> _The problem_
Lines from the top of the listing down to the one with "impl fmt::Display for RoomId", inclusive, are to be copied exactly.

> _The data_

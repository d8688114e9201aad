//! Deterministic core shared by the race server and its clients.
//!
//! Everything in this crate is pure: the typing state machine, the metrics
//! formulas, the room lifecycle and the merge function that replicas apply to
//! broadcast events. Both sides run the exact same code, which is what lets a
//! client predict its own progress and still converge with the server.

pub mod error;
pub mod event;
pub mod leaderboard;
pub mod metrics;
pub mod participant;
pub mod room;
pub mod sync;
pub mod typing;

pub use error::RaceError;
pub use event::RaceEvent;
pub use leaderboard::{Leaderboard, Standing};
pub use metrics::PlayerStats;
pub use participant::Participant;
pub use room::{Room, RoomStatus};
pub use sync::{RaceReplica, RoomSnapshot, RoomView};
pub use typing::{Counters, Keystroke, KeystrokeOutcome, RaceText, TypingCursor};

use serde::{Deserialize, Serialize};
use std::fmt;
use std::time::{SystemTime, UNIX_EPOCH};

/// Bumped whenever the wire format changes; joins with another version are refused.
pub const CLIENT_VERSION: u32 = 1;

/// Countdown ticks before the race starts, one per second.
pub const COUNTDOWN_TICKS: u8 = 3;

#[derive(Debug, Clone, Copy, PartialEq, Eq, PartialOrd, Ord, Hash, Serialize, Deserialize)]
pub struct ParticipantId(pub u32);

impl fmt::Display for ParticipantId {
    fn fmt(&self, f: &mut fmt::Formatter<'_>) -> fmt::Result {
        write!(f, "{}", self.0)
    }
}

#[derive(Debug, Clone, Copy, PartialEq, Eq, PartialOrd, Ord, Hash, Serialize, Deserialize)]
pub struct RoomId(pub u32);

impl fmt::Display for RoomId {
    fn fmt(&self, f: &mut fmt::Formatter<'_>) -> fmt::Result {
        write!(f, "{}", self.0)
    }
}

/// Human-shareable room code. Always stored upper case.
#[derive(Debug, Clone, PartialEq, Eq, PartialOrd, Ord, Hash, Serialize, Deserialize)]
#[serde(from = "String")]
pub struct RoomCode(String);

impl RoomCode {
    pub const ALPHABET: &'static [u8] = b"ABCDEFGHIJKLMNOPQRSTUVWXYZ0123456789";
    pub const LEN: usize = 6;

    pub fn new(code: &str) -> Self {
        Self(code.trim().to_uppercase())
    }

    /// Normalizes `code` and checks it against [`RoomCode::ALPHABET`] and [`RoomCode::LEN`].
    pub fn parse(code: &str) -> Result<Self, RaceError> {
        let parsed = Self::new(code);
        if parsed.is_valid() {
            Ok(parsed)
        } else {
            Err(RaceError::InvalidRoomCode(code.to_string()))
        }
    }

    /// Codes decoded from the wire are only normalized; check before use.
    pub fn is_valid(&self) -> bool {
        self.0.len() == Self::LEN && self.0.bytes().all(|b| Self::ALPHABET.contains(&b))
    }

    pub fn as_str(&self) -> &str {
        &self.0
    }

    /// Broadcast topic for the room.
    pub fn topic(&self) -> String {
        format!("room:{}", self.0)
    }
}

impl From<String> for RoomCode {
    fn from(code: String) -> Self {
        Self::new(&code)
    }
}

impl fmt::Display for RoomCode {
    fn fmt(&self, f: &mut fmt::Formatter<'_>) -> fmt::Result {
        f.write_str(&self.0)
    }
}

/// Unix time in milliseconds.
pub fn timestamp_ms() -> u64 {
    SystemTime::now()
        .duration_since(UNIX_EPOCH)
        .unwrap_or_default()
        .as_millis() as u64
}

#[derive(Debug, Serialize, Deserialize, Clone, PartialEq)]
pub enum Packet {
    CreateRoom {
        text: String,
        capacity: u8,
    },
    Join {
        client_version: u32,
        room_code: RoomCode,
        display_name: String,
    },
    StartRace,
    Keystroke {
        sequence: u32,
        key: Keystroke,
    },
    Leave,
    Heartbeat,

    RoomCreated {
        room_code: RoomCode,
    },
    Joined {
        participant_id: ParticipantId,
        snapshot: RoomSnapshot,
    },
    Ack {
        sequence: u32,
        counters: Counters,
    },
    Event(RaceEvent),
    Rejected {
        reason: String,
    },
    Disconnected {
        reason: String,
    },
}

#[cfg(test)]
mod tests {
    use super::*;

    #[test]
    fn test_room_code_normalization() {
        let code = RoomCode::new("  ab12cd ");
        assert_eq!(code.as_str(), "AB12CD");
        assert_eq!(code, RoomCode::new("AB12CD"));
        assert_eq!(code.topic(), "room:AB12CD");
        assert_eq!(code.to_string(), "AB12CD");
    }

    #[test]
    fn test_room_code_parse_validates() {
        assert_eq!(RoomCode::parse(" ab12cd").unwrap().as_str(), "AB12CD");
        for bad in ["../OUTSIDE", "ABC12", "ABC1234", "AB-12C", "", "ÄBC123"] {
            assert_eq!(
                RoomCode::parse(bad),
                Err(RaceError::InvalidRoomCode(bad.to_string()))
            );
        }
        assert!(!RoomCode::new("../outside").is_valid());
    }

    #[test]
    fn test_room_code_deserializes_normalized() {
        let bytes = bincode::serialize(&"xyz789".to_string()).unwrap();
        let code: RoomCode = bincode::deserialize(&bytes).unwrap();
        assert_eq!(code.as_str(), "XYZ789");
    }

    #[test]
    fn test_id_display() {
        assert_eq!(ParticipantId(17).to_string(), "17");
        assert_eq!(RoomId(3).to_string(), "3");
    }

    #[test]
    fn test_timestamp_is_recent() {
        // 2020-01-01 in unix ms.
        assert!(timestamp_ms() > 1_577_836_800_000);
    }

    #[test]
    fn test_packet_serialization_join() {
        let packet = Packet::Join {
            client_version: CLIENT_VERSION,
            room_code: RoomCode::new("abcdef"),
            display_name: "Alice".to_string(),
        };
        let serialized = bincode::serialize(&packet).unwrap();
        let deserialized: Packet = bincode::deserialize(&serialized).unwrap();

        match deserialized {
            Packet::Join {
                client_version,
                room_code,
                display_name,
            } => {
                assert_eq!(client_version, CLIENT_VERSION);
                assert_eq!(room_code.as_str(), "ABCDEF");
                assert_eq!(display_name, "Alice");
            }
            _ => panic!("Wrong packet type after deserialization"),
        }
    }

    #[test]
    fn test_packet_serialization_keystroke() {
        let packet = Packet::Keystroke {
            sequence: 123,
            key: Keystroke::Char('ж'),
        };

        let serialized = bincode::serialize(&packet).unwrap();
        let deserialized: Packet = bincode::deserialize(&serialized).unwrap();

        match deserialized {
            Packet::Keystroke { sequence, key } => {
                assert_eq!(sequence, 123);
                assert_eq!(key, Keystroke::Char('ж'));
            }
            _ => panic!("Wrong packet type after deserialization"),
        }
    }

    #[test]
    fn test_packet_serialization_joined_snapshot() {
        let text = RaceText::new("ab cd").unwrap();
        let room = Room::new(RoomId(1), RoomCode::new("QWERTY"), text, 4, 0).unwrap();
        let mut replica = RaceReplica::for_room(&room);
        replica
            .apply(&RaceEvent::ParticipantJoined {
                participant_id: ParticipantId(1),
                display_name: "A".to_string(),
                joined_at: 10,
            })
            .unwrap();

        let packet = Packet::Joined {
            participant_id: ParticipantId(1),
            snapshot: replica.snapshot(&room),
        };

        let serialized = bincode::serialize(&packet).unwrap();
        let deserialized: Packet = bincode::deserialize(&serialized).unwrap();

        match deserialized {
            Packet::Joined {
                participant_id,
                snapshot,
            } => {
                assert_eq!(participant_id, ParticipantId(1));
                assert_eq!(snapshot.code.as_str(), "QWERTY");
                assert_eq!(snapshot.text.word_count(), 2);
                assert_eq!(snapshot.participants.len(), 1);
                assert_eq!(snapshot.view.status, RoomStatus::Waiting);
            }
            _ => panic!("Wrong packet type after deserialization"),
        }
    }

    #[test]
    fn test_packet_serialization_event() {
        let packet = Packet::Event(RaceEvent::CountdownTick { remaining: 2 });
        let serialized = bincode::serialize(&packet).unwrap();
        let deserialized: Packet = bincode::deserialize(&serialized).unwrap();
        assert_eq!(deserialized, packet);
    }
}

> _Output for this task_
repository d8688114e9201aad
//! Deterministic core shared by the race server and its clients.
//!
//! Everything in this crate is pure: the typing state machine, the metrics
//! formulas, the room lifecycle and the merge function that replicas apply to
//! broadcast events. Both sides run the exact same code, which is what lets a
//! client predict its own progress and still converge with the server.

pub mod error;
pub mod event;
pub mod leaderboard;
pub mod metrics;
pub mod participant;
pub mod room;
pub mod sync;
pub mod typing;

pub use error::RaceError;
pub use event::RaceEvent;
pub use leaderboard::{Leaderboard, Standing};
pub use metrics::PlayerStats;
pub use participant::Participant;
pub use room::{Room, RoomStatus};
pub use sync::{RaceReplica, RoomSnapshot, RoomView};
pub use typing::{Counters, Keystroke, KeystrokeOutcome, RaceText, TypingCursor};

use serde::{Deserialize, Serialize};
use std::fmt;
use std::time::{SystemTime, UNIX_EPOCH};

/// Bumped whenever the wire format changes; joins with another version are refused.
pub const CLIENT_VERSION: u32 = 1;

/// Countdown ticks before the race starts, one per second.
pub const COUNTDOWN_TICKS: u8 = 3;

#[derive(Debug, Clone, Copy, PartialEq, Eq, PartialOrd, Ord, Hash, Serialize, Deserialize)]
pub struct ParticipantId(pub u32);

impl fmt::Display for ParticipantId {
    fn fmt(&self, f: &mut fmt::Formatter<'_>) -> fmt::Result {
        write!(f, "{}", self.0)
    }
}

#[derive(Debug, Clone, Copy, PartialEq, Eq, PartialOrd, Ord, Hash, Serialize, Deserialize)]
pub struct RoomId(pub u32);

impl fmt::Display for RoomId {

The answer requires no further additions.